18. Experimentation: Von Braun argued that experimental research, with its roots in the classical hypothetico-deductive medical model, offers a clear opportunity to link research and policy more explicitly. Randomized Control Trials (RCT) or quasi-experimental methods which utilise 'before and after' or 'with and without' comparisons offer policy a more 'rigorous' basis for decision making than much current research. Control groups and pilot schemes are central to such a comparative methodology. IFPRI is currently conducting research using experimental methods on numerous issues, including credit, employment, health and nutrition. He did not ruminate on the implications of experimentation for qualitative, participatory or other quantitative methods, or the potential linkages and sequences within a mixed methods approach.

Discussion

Points raised in the discussion included:

What are the likely impacts of biofuel production on smallholders? What steps can be taken to maximise smallholder benefits?

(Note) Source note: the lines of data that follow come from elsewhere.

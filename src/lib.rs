//! # room-relay
//!
//! Room-based WebSocket relay that pairs a display client with a controller
//! client under a short room code and forwards their JSON frames.
//!
//! Clients join with `{"type":"join","room":..,"client_type":..}`. Once both
//! role-slots of a room are filled, each occupant receives
//! `both_connected`; `control` frames then flow from controller to display
//! and `game_state` frames from display to controller. When one side goes
//! away the other receives `peer_disconnected`.
//!
//! ## Architecture
//!
//! ```text
//! Clients (WebSocket, HTTP)
//!     │
//!     ├── WS Handler + connection loop (ws/)
//!     ├── REST introspection (api/)
//!     │
//!     ├── RelayRouter (service/)
//!     ├── SessionSupervisor (service/)
//!     │
//!     └── RoomRegistry (domain/)
//! ```

pub mod api;
pub mod app_state;
pub mod config;
pub mod domain;
pub mod error;
pub mod service;
pub mod ws;
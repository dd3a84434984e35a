//! Domain layer: identifiers, roles, rooms and the room registry.
//!
//! This module contains the relay's server-side model: who is connected,
//! which room and role-slot each connection holds, and the single shared
//! registry that guards all of it.

pub mod connection;
pub mod connection_id;
pub mod role;
pub mod room;
pub mod room_code;
pub mod room_registry;

pub use connection::ConnectionHandle;
pub use connection_id::ConnectionId;
pub use role::Role;
pub use room::{Room, RoomSummary};
pub use room_code::RoomCode;
pub use room_registry::RoomRegistry;
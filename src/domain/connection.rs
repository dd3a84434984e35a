//! Handle to one live peer connection.
//!
//! A [`ConnectionHandle`] is the registry's view of a connection: its id and
//! the sending half of a bounded outbound frame queue. The transport task
//! owns the receiving half and writes the queued frames to the socket, so a
//! send through the handle never waits on the peer's network.

use tokio::sync::mpsc;

use super::ConnectionId;
use crate::error::RelayError;

/// Cloneable handle used to push text frames to a connection.
#[derive(Debug, Clone)]
pub struct ConnectionHandle {
    id: ConnectionId,
    outbound: mpsc::Sender<String>,
}

impl ConnectionHandle {
    /// Creates a handle and the receiver its transport task must drain.
    ///
    /// `capacity` is clamped to at least one frame.
    #[must_use]
    pub fn new(capacity: usize) -> (Self, mpsc::Receiver<String>) {
        let (outbound, rx) = mpsc::channel(capacity.max(1));
        let handle = Self {
            id: ConnectionId::new(),
            outbound,
        };
        (handle, rx)
    }

    /// Returns the connection id.
    #[must_use]
    pub const fn id(&self) -> ConnectionId {
        self.id
    }

    /// Queues a text frame without waiting.
    ///
    /// # Errors
    ///
    /// Returns [`RelayError::PeerBackpressure`] when the queue is full and
    /// [`RelayError::PeerClosed`] when the transport task has gone away.
    pub fn send(&self, frame: impl Into<String>) -> Result<(), RelayError> {
        self.outbound.try_send(frame.into()).map_err(|err| match err {
            mpsc::error::TrySendError::Full(_) => RelayError::PeerBackpressure(self.id),
            mpsc::error::TrySendError::Closed(_) => RelayError::PeerClosed(self.id),
        })
    }

    /// Returns `true` once the transport side has dropped its receiver.
    #[must_use]
    pub fn is_closed(&self) -> bool {
        self.outbound.is_closed()
    }
}

#[cfg(test)]
#[allow(clippy::panic)]
mod tests {
    use super::*;

    #[tokio::test]
    async fn send_reaches_receiver() {
        let (handle, mut rx) = ConnectionHandle::new(4);
        assert!(handle.send("hello").is_ok());
        assert_eq!(rx.recv().await.as_deref(), Some("hello"));
    }

    #[test]
    fn full_queue_reports_backpressure() {
        let (handle, _rx) = ConnectionHandle::new(1);
        assert!(handle.send("a").is_ok());
        let Err(err) = handle.send("b") else {
            panic!("second frame should not fit");
        };
        assert!(matches!(err, RelayError::PeerBackpressure(id) if id == handle.id()));
    }

    #[test]
    fn dropped_receiver_reports_closed() {
        let (handle, rx) = ConnectionHandle::new(4);
        drop(rx);
        assert!(handle.is_closed());
        assert!(matches!(handle.send("x"), Err(RelayError::PeerClosed(_))));
    }
}
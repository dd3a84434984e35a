//! Axum WebSocket upgrade handler.

use axum::extract::State;
use axum::extract::ws::WebSocketUpgrade;
use axum::response::IntoResponse;

use super::connection::run_connection;
use crate::app_state::AppState;

/// `GET /ws` — Upgrade HTTP connection to a relay WebSocket.
pub async fn ws_handler(ws: WebSocketUpgrade, State(state): State<AppState>) -> impl IntoResponse {
    let router = std::sync::Arc::clone(&state.router);
    let idle_timeout = state.idle_timeout;

    ws.on_upgrade(move |socket| run_connection(socket, router, idle_timeout))
}
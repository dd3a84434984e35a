//! Wire protocol: inbound client frames and outbound server notifications.
//!
//! Every frame is a JSON object with a mandatory `type` field. Only `join`
//! is interpreted beyond its type; relayed frames are forwarded as the
//! original text.

use serde::{Deserialize, Serialize};

use crate::domain::{Role, RoomCode};
use crate::error::RelayError;

/// Classified inbound frame.
#[derive(Debug, Clone, PartialEq, Eq)]
pub enum ClientMessage {
    /// Register the connection in a room under a role.
    Join(JoinRequest),
    /// Input event from a controller, relayed to the display.
    Control,
    /// State update from a display, relayed to the controller.
    GameState,
    /// Any other well-formed type, carried for forward compatibility.
    Other(String),
}

/// Parsed `join` frame.
#[derive(Debug, Clone, PartialEq, Eq)]
pub struct JoinRequest {
    /// Room to join.
    pub room: RoomCode,
    /// Slot to occupy.
    pub role: Role,
    /// Label the client used for its role, echoed in the acknowledgement.
    pub client_type: String,
}

#[derive(Deserialize)]
struct RawJoin {
    room: RoomCode,
    client_type: String,
}

impl ClientMessage {
    /// Classifies a text frame by its `type` field.
    ///
    /// # Errors
    ///
    /// Returns [`RelayError::MalformedFrame`] for invalid JSON,
    /// [`RelayError::MissingType`] when `type` is absent or not a string,
    /// and [`RelayError::InvalidJoin`] for a `join` with an empty room or an
    /// unknown client type.
    pub fn parse(text: &str) -> Result<Self, RelayError> {
        let value: serde_json::Value = serde_json::from_str(text)?;
        let kind = value
            .get("type")
            .and_then(serde_json::Value::as_str)
            .ok_or(RelayError::MissingType)?;

        match kind {
            "join" => {
                let raw: RawJoin = serde_json::from_value(value)
                    .map_err(|e| RelayError::InvalidJoin(e.to_string()))?;
                let role = raw.client_type.parse()?;
                Ok(Self::Join(JoinRequest {
                    room: raw.room,
                    role,
                    client_type: raw.client_type,
                }))
            }
            "control" => Ok(Self::Control),
            "game_state" => Ok(Self::GameState),
            other => Ok(Self::Other(other.to_string())),
        }
    }

    /// Returns the wire `type` of the frame.
    #[must_use]
    pub fn kind(&self) -> &str {
        match self {
            Self::Join(_) => "join",
            Self::Control => "control",
            Self::GameState => "game_state",
            Self::Other(kind) => kind,
        }
    }
}

/// Notifications generated by the relay itself.
#[derive(Debug, Clone, PartialEq, Eq, Serialize)]
#[serde(tag = "type", rename_all = "snake_case")]
pub enum ServerMessage {
    /// Acknowledges the sender's own join.
    Connected {
        /// Joined room.
        room: RoomCode,
        /// Role label as sent by the client.
        client_type: String,
    },
    /// Both slots of the room are now occupied.
    BothConnected {
        /// Paired room.
        room: RoomCode,
    },
    /// The other occupant left or its connection closed.
    PeerDisconnected {
        /// Room the peer left.
        room: RoomCode,
    },
}

impl ServerMessage {
    /// Serializes the notification into a text frame.
    ///
    /// # Errors
    ///
    /// Returns [`RelayError::MalformedFrame`] if serialization fails.
    pub fn to_frame(&self) -> Result<String, RelayError> {
        Ok(serde_json::to_string(self)?)
    }
}

#[cfg(test)]
#[allow(clippy::panic)]
mod tests {
    use super::*;

    #[test]
    fn join_with_projection_alias() {
        let frame = r#"{"type":"join","room":"ROOM0042","client_type":"projection"}"#;
        let Ok(ClientMessage::Join(req)) = ClientMessage::parse(frame) else {
            panic!("join should parse");
        };
        assert_eq!(req.room.as_str(), "ROOM0042");
        assert_eq!(req.role, Role::Display);
        assert_eq!(req.client_type, "projection");
    }

    #[test]
    fn join_with_empty_room_is_invalid() {
        let frame = r#"{"type":"join","room":"","client_type":"display"}"#;
        assert!(matches!(ClientMessage::parse(frame), Err(RelayError::InvalidJoin(_))));
    }

    #[test]
    fn join_without_client_type_is_invalid() {
        let frame = r#"{"type":"join","room":"R1"}"#;
        assert!(matches!(ClientMessage::parse(frame), Err(RelayError::InvalidJoin(_))));
    }

    #[test]
    fn missing_or_non_string_type() {
        assert!(matches!(
            ClientMessage::parse(r#"{"action":"jump"}"#),
            Err(RelayError::MissingType)
        ));
        assert!(matches!(ClientMessage::parse(r#"{"type":7}"#), Err(RelayError::MissingType)));
        assert!(matches!(ClientMessage::parse("[1,2]"), Err(RelayError::MissingType)));
    }

    #[test]
    fn invalid_json_is_malformed() {
        assert!(matches!(ClientMessage::parse("jump!"), Err(RelayError::MalformedFrame(_))));
    }

    #[test]
    fn relay_kinds_are_classified() {
        let control = r#"{"type":"control","action":"jump","timestamp":1700000000}"#;
        assert_eq!(ClientMessage::parse(control).ok(), Some(ClientMessage::Control));
        assert_eq!(
            ClientMessage::parse(r#"{"type":"game_state","score":3}"#).ok(),
            Some(ClientMessage::GameState)
        );
        let Ok(other) = ClientMessage::parse(r#"{"type":"chat"}"#) else {
            panic!("unknown types still parse");
        };
        assert_eq!(other.kind(), "chat");
    }

    #[test]
    fn server_messages_are_tagged() {
        let Ok(room) = RoomCode::new("R1") else {
            panic!("valid code");
        };
        let Ok(frame) = ServerMessage::Connected {
            room: room.clone(),
            client_type: "display".to_string(),
        }
        .to_frame() else {
            panic!("serializable");
        };
        assert_eq!(frame, r#"{"type":"connected","room":"R1","client_type":"display"}"#);

        let Ok(frame) = ServerMessage::PeerDisconnected { room }.to_frame() else {
            panic!("serializable");
        };
        assert_eq!(frame, r#"{"type":"peer_disconnected","room":"R1"}"#);
    }
}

Von Braun replied in detail to this important question. Firstly, there is a need for international and domestic regulation as currently there are no standards or common criteria. Secondly, there is a danger that biofuel production may attract subsidies and trade barriers in the North, limiting benefits for low-income countries. Thirdly, small farmers certainly have an opportunity with biofuels - more so that with bio-ethanol. Contract farming is a feasible avenue. Fourthly, low potential and remote rural areas may be able to benefit substantially from biofuels.

How can donors use experimentation and the conceptual frameworks for Development Strategy?

Von Braun replied that engaging with frameworks helps to discipline and structure institutions, and that experimentation can help fill data gaps, such as where infrastructure should be positioned.

Who informs the nature of the experimentation? Will it be the same international actors who are currently driving policy reforms? Can experimentation findings be rolled-out or scaled-up without contextual factors - such agro-ecological and ethnic differences - being taken into account? Can scaling-up findings from experimentation allow for different political structures and interests at higher-levels of economies and governments? In addition to experimentation methods, we should learn how to influence policy from the successes of advocacy groups such as Oxfam - learning from effectiveness in practice.

Description

At this opening seminar in the 'Learning from Experience - Linking Research and Development' event series, Joachim Von Braun of the International Food Policy Research Institute outlined major drivers of the current food /health and agriculture scenario;conceptual innovations that can inform policy processes and interventions; and key priorities for research and developmental action.